- _Your assignment_
The data below holds a line containing "byte is discarded." and a line containing "let mut byte = 0_u8;"; please quote exactly those two lines and every line between them, and nothing else.

- _Stored items_
______________________________

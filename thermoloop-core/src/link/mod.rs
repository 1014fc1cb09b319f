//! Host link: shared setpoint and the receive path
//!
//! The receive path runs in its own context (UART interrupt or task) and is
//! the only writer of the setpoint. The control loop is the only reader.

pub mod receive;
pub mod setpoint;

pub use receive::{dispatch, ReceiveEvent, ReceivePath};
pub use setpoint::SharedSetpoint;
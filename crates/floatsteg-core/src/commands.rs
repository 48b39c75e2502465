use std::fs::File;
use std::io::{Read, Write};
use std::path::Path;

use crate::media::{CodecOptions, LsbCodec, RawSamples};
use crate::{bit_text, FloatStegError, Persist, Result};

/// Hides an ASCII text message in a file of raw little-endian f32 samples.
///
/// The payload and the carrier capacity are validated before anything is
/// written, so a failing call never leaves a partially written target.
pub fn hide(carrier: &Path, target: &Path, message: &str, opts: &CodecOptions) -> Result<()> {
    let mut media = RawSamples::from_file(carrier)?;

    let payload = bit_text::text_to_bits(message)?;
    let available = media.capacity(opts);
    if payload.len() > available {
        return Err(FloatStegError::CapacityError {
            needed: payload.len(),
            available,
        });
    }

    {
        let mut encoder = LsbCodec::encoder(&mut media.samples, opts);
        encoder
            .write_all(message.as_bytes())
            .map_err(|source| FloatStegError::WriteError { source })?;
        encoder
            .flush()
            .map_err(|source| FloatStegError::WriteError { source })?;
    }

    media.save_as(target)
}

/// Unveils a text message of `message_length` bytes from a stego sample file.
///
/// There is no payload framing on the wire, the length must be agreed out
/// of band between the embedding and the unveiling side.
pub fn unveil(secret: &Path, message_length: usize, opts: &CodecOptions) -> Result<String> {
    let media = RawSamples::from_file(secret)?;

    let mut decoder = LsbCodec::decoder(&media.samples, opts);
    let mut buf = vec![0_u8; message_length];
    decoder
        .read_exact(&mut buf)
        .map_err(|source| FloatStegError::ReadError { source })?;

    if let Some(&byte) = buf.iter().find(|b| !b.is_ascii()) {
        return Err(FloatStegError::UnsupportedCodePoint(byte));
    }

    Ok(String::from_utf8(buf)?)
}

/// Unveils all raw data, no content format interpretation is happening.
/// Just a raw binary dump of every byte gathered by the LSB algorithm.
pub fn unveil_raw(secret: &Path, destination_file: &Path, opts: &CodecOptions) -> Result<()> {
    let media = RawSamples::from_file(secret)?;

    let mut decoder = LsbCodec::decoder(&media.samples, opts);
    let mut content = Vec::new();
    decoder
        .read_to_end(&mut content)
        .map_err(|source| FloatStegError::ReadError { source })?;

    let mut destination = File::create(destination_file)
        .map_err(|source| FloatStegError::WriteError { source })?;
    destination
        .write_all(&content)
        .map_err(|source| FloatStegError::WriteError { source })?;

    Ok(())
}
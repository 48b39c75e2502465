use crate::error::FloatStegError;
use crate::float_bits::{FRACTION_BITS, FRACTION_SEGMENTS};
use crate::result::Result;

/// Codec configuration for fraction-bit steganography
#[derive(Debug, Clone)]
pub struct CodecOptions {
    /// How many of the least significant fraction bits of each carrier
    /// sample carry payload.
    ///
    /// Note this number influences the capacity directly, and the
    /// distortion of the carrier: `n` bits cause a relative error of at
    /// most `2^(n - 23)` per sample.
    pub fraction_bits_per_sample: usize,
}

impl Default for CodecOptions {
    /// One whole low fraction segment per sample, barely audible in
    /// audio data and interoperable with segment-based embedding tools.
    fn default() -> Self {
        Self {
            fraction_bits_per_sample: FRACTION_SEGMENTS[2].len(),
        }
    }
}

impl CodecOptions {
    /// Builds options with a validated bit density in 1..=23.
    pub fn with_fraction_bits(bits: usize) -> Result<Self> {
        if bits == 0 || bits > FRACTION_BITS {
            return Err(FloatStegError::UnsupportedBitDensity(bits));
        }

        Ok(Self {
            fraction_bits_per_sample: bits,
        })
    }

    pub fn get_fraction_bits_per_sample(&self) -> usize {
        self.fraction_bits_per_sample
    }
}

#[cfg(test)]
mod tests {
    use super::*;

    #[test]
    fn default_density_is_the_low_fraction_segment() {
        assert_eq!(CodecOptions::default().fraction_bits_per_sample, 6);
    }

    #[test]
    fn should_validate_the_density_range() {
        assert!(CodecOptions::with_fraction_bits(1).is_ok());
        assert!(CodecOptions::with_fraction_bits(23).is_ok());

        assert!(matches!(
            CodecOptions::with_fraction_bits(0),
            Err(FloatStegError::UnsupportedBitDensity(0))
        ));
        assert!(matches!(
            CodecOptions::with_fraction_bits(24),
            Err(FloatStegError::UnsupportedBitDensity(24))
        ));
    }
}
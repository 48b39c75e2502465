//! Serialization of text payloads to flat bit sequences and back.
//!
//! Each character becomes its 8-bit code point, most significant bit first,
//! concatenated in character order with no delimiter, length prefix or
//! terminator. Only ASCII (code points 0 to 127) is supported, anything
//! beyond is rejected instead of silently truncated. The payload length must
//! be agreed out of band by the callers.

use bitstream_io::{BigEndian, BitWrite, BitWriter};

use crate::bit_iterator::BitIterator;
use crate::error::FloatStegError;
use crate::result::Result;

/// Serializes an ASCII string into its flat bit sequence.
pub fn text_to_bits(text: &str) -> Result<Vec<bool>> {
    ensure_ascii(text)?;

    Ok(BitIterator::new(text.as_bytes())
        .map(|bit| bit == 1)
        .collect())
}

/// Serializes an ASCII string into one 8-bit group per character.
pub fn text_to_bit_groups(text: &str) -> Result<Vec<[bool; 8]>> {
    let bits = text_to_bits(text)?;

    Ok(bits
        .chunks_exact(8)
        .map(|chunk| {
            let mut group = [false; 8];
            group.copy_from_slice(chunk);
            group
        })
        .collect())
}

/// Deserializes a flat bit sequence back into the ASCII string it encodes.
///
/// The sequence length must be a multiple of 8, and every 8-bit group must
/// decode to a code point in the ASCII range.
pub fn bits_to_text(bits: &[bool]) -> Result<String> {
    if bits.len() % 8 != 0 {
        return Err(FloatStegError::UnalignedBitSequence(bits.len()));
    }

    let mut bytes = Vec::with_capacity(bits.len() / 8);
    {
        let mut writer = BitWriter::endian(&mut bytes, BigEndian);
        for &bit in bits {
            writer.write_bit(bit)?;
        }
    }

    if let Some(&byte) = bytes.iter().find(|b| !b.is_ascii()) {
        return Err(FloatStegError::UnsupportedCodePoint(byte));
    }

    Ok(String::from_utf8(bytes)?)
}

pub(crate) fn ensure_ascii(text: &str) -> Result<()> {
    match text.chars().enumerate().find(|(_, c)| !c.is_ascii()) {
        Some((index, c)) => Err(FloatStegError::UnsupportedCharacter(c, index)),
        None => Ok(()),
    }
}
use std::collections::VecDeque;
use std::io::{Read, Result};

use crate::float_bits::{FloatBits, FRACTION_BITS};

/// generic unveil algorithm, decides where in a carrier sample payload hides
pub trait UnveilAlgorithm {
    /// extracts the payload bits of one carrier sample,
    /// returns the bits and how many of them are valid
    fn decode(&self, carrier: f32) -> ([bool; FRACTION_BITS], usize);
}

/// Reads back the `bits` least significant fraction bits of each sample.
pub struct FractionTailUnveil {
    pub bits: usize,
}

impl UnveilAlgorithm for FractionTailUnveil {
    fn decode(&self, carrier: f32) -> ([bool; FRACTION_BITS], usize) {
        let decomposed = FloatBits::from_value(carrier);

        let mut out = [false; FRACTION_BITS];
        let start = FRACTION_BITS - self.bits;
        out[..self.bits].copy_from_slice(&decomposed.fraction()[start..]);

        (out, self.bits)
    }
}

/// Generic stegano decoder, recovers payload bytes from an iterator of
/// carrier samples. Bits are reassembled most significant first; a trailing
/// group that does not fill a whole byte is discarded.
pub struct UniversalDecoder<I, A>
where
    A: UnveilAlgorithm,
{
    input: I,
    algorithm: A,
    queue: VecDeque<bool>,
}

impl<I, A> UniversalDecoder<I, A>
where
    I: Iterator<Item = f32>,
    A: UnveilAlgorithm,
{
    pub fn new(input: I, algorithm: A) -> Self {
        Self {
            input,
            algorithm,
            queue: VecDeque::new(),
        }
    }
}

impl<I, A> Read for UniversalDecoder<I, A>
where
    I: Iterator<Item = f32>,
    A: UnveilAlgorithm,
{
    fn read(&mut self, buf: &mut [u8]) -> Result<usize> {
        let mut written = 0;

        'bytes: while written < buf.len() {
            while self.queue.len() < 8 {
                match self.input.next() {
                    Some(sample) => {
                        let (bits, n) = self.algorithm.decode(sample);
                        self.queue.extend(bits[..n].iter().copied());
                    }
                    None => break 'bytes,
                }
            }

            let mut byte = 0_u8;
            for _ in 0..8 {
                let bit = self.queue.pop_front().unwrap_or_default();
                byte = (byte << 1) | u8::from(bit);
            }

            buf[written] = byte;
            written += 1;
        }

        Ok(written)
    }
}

______________________________

- _Output of the task_
/// group that does not fill a whole byte is discarded.
pub struct UniversalDecoder<I, A>
where
    A: UnveilAlgorithm,
{
    input: I,
    algorithm: A,
    queue: VecDeque<bool>,
}

impl<I, A> UniversalDecoder<I, A>
where
    I: Iterator<Item = f32>,
    A: UnveilAlgorithm,
{
    pub fn new(input: I, algorithm: A) -> Self {
        Self {
            input,
            algorithm,
            queue: VecDeque::new(),
        }
    }
}

impl<I, A> Read for UniversalDecoder<I, A>
where
    I: Iterator<Item = f32>,
    A: UnveilAlgorithm,
{
    fn read(&mut self, buf: &mut [u8]) -> Result<usize> {
        let mut written = 0;

        'bytes: while written < buf.len() {
            while self.queue.len() < 8 {
                match self.input.next() {
                    Some(sample) => {
                        let (bits, n) = self.algorithm.decode(sample);
                        self.queue.extend(bits[..n].iter().copied());
                    }
                    None => break 'bytes,
                }
            }

            let mut byte = 0_u8;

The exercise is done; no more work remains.